As perhaps you know, I rejected Trump and his ideology from the moment he slouched onto the national stage. Before he was elected, I predicted that he had to power not only to hurt us, but to make us tear ourselves apart, and I was right.

But even so, when he took office in 2017, I was still unprepared to hear from his own lips just how much he hates our country. His dark, cataclysmic view of the United States was startling and horrifying. Listen to the words he chose to read on the day he became president:

Mothers and children trapped in poverty in our inner cities, rusted out factories scattered like tombstones across the landscape of our nation, an education system flush with cash but which leaves our young and beautiful students deprived of all knowledge. And the crime, and the gangs, and the drugs that have stolen too many lives and robbed our country of so much unrealized potential. This American carnage stops right here and stops right now.

He always thought place was a shithole.  His whole platform was patriotism, but the things he claimed to admire about our country were always garish cartoons, and he actively worked to destroy the things that really do make us great: Truth, justice, our constitution, with its checks against tyranny; our freedom of speech, our freedom of religion, our freedom of the press, our generosity, our diversity. He admired none of that. What he loved was our clout, our dazzle, our machines and weapons, and our noise. These are the things he thought made America great, and he sought every day to heap these things up for himself, like a personal hoard for himself to crouch upon. 

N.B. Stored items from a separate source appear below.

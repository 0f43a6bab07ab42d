//! Engine configuration.
//!
//! The rules themselves are fixed; the knobs here cover the numbers a
//! table might house-rule: hand size per deal, the staging-stack cap,
//! build limits, and the scoring bonus values. Defaults are the classic
//! Cassino values.

use serde::{Deserialize, Serialize};

/// Tunable rule parameters, with classic defaults.
#[derive(Clone, Debug, PartialEq, Eq, Serialize, Deserialize)]
pub struct GameConfig {
    /// Cards dealt to each player per deal cycle.
    pub hand_size: usize,

    /// Maximum cards in one staging stack.
    pub staging_cap: usize,

    /// Maximum constituent cards in one build.
    pub build_max_cards: usize,

    /// Bonus for capturing strictly the most cards (nobody on a tie).
    pub cards_bonus: u32,

    /// Bonus for capturing strictly the most spades (nobody on a tie).
    pub spades_bonus: u32,

    /// Points per captured ace.
    pub ace_points: u32,

    /// Points for the ten of diamonds ("big cassino").
    pub big_cassino_points: u32,

    /// Points for the two of spades ("little cassino").
    pub little_cassino_points: u32,
}

impl Default for GameConfig {
    fn default() -> Self {
        Self {
            hand_size: 10,
            staging_cap: 5,
            build_max_cards: 5,
            cards_bonus: 3,
            spades_bonus: 1,
            ace_points: 1,
            big_cassino_points: 2,
            little_cassino_points: 1,
        }
    }
}

impl GameConfig {
    /// Classic configuration.
    #[must_use]
    pub fn new() -> Self {
        Self::default()
    }

    /// Set the per-deal hand size.
    #[must_use]
    pub fn with_hand_size(mut self, hand_size: usize) -> Self {
        assert!(hand_size > 0, "hand size must be positive");
        assert!(hand_size <= 20, "two hands cannot exceed the deck");
        self.hand_size = hand_size;
        self
    }

    /// Set the staging-stack card cap.
    #[must_use]
    pub fn with_staging_cap(mut self, cap: usize) -> Self {
        assert!(cap >= 2, "a staging stack needs at least two cards");
        self.staging_cap = cap;
        self
    }
}
//! Core engine types: cards, players, state, actions, RNG, configuration.
//!
//! These are the value types everything else is written against. The
//! rules themselves live in [`crate::rules`].

pub mod action;
pub mod card;
pub mod config;
pub mod error;
pub mod player;
pub mod rng;
pub mod state;

pub use action::{Action, StagePick};
pub use card::{Card, Rank, Suit};
pub use config::GameConfig;
pub use error::{Rejection, RejectionKind, RejectionWire};
pub use player::{PlayerId, PlayerPair};
pub use rng::{GameRng, GameRngState};
pub use state::{CaptureGroup, GameState, ScoreBreakdown, ScoreDetails};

And here we are in 2021, still reeling. Everything Trump said about the country at his inauguration, Biden could have said at his. He could have legitimately spent his speech reminding the country of all the monstrous depredations of the last four years. And he did acknowledge them: he spoke of “the foes we face: anger, resentment, hatred, extremism, lawlessness, violence, disease, joblessness and hopelessness.” He said:

Few people in our nation’s history have been more challenged or found a time more challenging or difficult than the time we’re in now. Once-in-a-century virus that silently stalks the country. It’s taken as many lives in one year as America lost in all of World War II. Millions of jobs have been lost. Hundreds of thousands of businesses closed. A cry for racial justice, some four hundred years in the making moves us. The dream of justice for all will be deferred no longer.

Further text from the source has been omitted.